Pushing the envelope

tkj24

Team Owner
Joined
Oct 5, 2001
Messages
7,877
Points
398
Location
Tennessee
NASCAR has a proud history of tweaking the rules
Posted: Tuesday June 26, 2007 8:01PM;

The saying is as old as the sport itself: If you ain't cheatin', you ain't tryin'. The culture of cheating has been ingrained in NASCAR ever since the engines first fired in 1949 on a dirt track in Charlotte. That afternoon the first car that roared across the finish line was piloted by Glenn Dunnaway, but when it was discovered that he had illegal rear springs in his Ford, the victory was handed to Jim Roper. The NASCAR boys have been searching for creative ways around the rules ever since.

Herewith, five of the most popular ways to cheat in NASCAR:

1. Making illegal modifications to the body of the car.

Ok, so crew chiefs will tell you that this falls under the category of "ingenuity," but NASCAR inspectors label it flat-out cheating. The most recent example of this occurred at Infineon Raceway in Sonoma when inspectors busted Chad Knaus (the crew chief for Jimmie Johnson) and Steve Letarte (the crew chief for Jeff Gordon) for illegally tampering with the front splitter, which is basically located below the front bumper, on their respective cars.

Some background: As soon as NASCAR unveiled the new Car of Tomorrow, crew chiefs complained that they no longer had the ability to improvise and find speed in different places in their cars because of all the common templates that NASCAR mandated in the new car. In effect, all the cars are identical now and crew chiefs can only make the smallest adjustments to the car. But the one area where the crew chiefs thought they had some leeway was in the COT's front end. Hence, Knaus and Letarte -- who are two of the daring and ingenious guys in the garage -- tweaked their front-splitters a smidgen in the hope of finding more speed. NASCAR didn't buy it, and both the crew chiefs were suspended for six races and their race teams docked 100 points. Will this make the two more gun-shy in the future? In a word: no. After all, it's the crew chiefs job to be as "ingenious" (their preferred word) as possible.

2. Tinkering with the engine.

Before the 1976 Daytona 500, A.J. Foyt, Darrell Waltrip, and Dave Marcis dominated the qualifying session, running about three miles per hour faster than the rest of the field. But then a scandal broke: Foyt was found to have injected nitrous oxide into his engine, which gave him a little more speed.

This is an old story in NASCAR, and one that continues to play out season after season. At this year's Daytona 500, you'll recall, NASCAR seized Michael Waltrip's Toyota Camry after a jellylike substance was found in its fuel cell -- a substance that had similar properties to jet fuel.

3. A driver causing a caution by spinning out.

A few years ago at Bristol Dale Earnhardt Jr. was desperate for the caution flag to come out. He needed to get to pit road, but he didn't want to pit under the green flag, which would have caused him to go a few laps down.
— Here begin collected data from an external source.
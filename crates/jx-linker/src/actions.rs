//! Keyed table of in-flight install actions with a bounded concurrency
//! budget.
//!
//! Each key holds one logical task at a time. `set` replaces the key's
//! current task; `reduce` chains a new task after it, handing over the
//! predecessor's terminal state. A stable deferred handle per key resolves
//! with the latest task's outcome; superseded tasks keep running but lose the
//! right to publish the key's terminal state.

use std::{collections::HashMap, fmt, future::Future, pin::Pin, sync::Arc};

use anyhow::{anyhow, Result};
use tokio::sync::{watch, Mutex, Semaphore};

/// Process-wide cap on concurrently running action factories.
pub(crate) const ACTION_BUDGET: usize = 10;

/// Terminal state of a keyed action, cheap to clone between observers.
#[derive(Clone, Debug)]
pub(crate) struct TaskError(Arc<anyhow::Error>);

impl TaskError {
    fn new(err: anyhow::Error) -> Self {
        Self(Arc::new(err))
    }
}

impl fmt::Display for TaskError {
    fn fmt(&self, f: &mut fmt::Formatter<'_>) -> fmt::Result {
        write!(f, "{:#}", self.0)
    }
}

impl std::error::Error for TaskError {}

pub(crate) type TaskResult = std::result::Result<(), TaskError>;

type ResultSlot = watch::Receiver<Option<TaskResult>>;
type BoxedAction = Pin<Box<dyn Future<Output = TaskResult> + Send>>;

struct Slot {
    generation: u64,
    latest: ResultSlot,
    deferred_tx: watch::Sender<Option<TaskResult>>,
    deferred_rx: ResultSlot,
}

/// Handle resolving with the terminal state of the latest action registered
/// under a key.
pub(crate) struct Deferred {
    rx: ResultSlot,
}

impl Deferred {
    pub(crate) async fn settled(mut self) -> TaskResult {
        match self.rx.wait_for(|state| state.is_some()).await {
            Ok(state) => state.clone().unwrap_or(Ok(())),
            Err(_) => Err(TaskError::new(anyhow!(
                "action table dropped before the task settled"
            ))),
        }
    }
}

pub(crate) struct ActionTable {
    budget: Arc<Semaphore>,
    slots: Arc<Mutex<HashMap<String, Slot>>>,
}

impl ActionTable {
    pub(crate) fn new(budget: usize) -> Self {
        Self {
            budget: Arc::new(Semaphore::new(budget)),
            slots: Arc::new(Mutex::new(HashMap::new())),
        }
    }

    /// Replace the current action for `key`.
    pub(crate) async fn set<F>(&self, key: &str, action: F) -> Deferred
    where
        F: Future<Output = Result<()>> + Send + 'static,
    {
        let budget = Arc::clone(&self.budget);
        let task: BoxedAction = Box::pin(async move {
            let _permit = budget
                .acquire_owned()
                .await
                .map_err(|err| TaskError::new(anyhow!(err)))?;
            action.await.map_err(TaskError::new)
        });
        self.install(key, task).await
    }

    /// Chain a new action after the current one for `key`. The chained
    /// closure receives the predecessor's terminal state and may inspect or
    /// rethrow it.
    pub(crate) async fn reduce<F, Fut>(&self, key: &str, chain: F) -> Deferred
    where
        F: FnOnce(TaskResult) -> Fut + Send + 'static,
        Fut: Future<Output = Result<()>> + Send + 'static,
    {
        let previous = {
            let slots = self.slots.lock().await;
            slots.get(key).map(|slot| slot.latest.clone())
        };
        let budget = Arc::clone(&self.budget);
        let task: BoxedAction = Box::pin(async move {
            let seed = match previous {
                Some(mut latest) => match latest.wait_for(|state| state.is_some()).await {
                    Ok(state) => state.clone().unwrap_or(Ok(())),
                    Err(_) => Ok(()),
                },
                None => Ok(()),
            };
            // The budget caps running factories; waiting on a predecessor
            // must not hold a permit.
            let _permit = budget
                .acquire_owned()
                .await
                .map_err(|err| TaskError::new(anyhow!(err)))?;
            chain(seed).await.map_err(TaskError::new)
        });
        self.install(key, task).await
    }

    async fn install(&self, key: &str, task: BoxedAction) -> Deferred {
        let (result_tx, result_rx) = watch::channel(None);
        let mut slots = self.slots.lock().await;
        let slot = slots.entry(key.to_string()).or_insert_with(|| {
            let (deferred_tx, deferred_rx) = watch::channel(None);
            Slot {
                generation: 0,
                latest: result_rx.clone(),
                deferred_tx,
                deferred_rx,
            }
        });
        slot.generation += 1;
        slot.latest = result_rx;
        // Invalidate anything published by a previous generation, so deferreds
        // only ever observe the outcome of the task being installed.
        slot.deferred_tx.send_replace(None);
        let generation = slot.generation;
        let deferred = Deferred {
            rx: slot.deferred_rx.clone(),
        };
        drop(slots);

        let slots = Arc::clone(&self.slots);
        let key = key.to_string();
        tokio::spawn(async move {
            let outcome = task.await;
            let _ = result_tx.send(Some(outcome.clone()));
            let slots = slots.lock().await;
            if let Some(slot) = slots.get(&key) {
                if slot.generation == generation {
                    let _ = slot.deferred_tx.send(Some(outcome));
                }
            }
        });
        deferred
    }

    /// Wait for every currently-registered action to settle. The first
    /// failure is returned once all of them have.
    pub(crate) async fn wait(&self) -> Result<()> {
        let pending: Vec<(String, ResultSlot)> = {
            let slots = self.slots.lock().await;
            slots
                .iter()
                .map(|(key, slot)| (key.clone(), slot.latest.clone()))
                .collect()
        };
        let mut first_failure = None;
        for (key, mut latest) in pending {
            let outcome = match latest.wait_for(|state| state.is_some()).await {
                Ok(state) => state.clone().unwrap_or(Ok(())),
                Err(_) => Ok(()),
            };
            if let Err(err) = outcome {
                tracing::warn!(key = %key, error = %err, "install action failed");
                if first_failure.is_none() {
                    first_failure = Some(err);
                }
            }
        }
        match first_failure {
            Some(err) => Err(anyhow!(err)),
            None => Ok(()),
        }
    }
}
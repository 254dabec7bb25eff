//! Sink for user-facing install diagnostics.

use std::sync::Mutex;

/// Stable codes attached to install diagnostics.
#[derive(Clone, Copy, Debug, PartialEq, Eq)]
pub enum ReportCode {
    UnsupportedFeature,
    BuildDisabled,
}

impl ReportCode {
    #[must_use]
    pub fn as_str(self) -> &'static str {
        match self {
            Self::UnsupportedFeature => "unsupported-feature",
            Self::BuildDisabled => "build-disabled",
        }
    }
}

pub trait Report: Send + Sync {
    fn report_warning(&self, code: ReportCode, message: &str);
    fn report_info(&self, code: ReportCode, message: &str);
}

/// Forwards diagnostics to the active tracing subscriber.
#[derive(Clone, Copy, Debug, Default)]
pub struct TracingReport;

impl Report for TracingReport {
    fn report_warning(&self, code: ReportCode, message: &str) {
        tracing::warn!(code = code.as_str(), "{message}");
    }

    fn report_info(&self, code: ReportCode, message: &str) {
        tracing::info!(code = code.as_str(), "{message}");
    }
}

/// Collects diagnostics for later inspection, for batch hosts and tests.
#[derive(Debug, Default)]
pub struct BufferedReport {
    warnings: Mutex<Vec<(ReportCode, String)>>,
    infos: Mutex<Vec<(ReportCode, String)>>,
}

impl BufferedReport {
    pub fn new() -> Self {
        Self::default()
    }

    pub fn warnings(&self) -> Vec<(ReportCode, String)> {
        self.warnings
            .lock()
            .unwrap_or_else(|poisoned| poisoned.into_inner())
            .clone()
    }

    pub fn infos(&self) -> Vec<(ReportCode, String)> {
        self.infos
            .lock()
            .unwrap_or_else(|poisoned| poisoned.into_inner())
            .clone()
    }
}

impl Report for BufferedReport {
    fn report_warning(&self, code: ReportCode, message: &str) {
        self.warnings
            .lock()
            .unwrap_or_else(|poisoned| poisoned.into_inner())
            .push((code, message.to_string()));
    }

    fn report_info(&self, code: ReportCode, message: &str) {
        self.infos
            .lock()
            .unwrap_or_else(|poisoned| poisoned.into_inner())
            .push((code, message.to_string()));
    }
}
So what did Junior do? He spun himself out. The caution waved, and Little E likely would have gotten away with it if he had boasted about his stunt over the radio.

4. A driver causing a caution by creating debris.

In the garage it's a well-known fact that one former driver, who's now a television personality, used to create timely cautions by throwing debris onto the track out of his driver's window. The debris of choice was usually roll-bar padding.

5. Creating aerodynamic advantages by having parts magically fall off.

This is my all-time favorite cheating story. After Bobby Allison won the Daytona 500 in 1982, tests were done on his car because he reached Victory Lane without having a rear bumper. He'd lost it just a few laps into the race after what appeared to be innocuous contact with another car. But tests on Allison's Buick revealed that it actually turned faster lap times and had improved handling without the rear bumper, so it was alleged that Allison's team manipulated the rear bumper so that it would fall off at the slightest bit of contact. Allison swore that he and his team didn't do anything nefarious and NASCAR never fined him, but so was born "Bumpergate."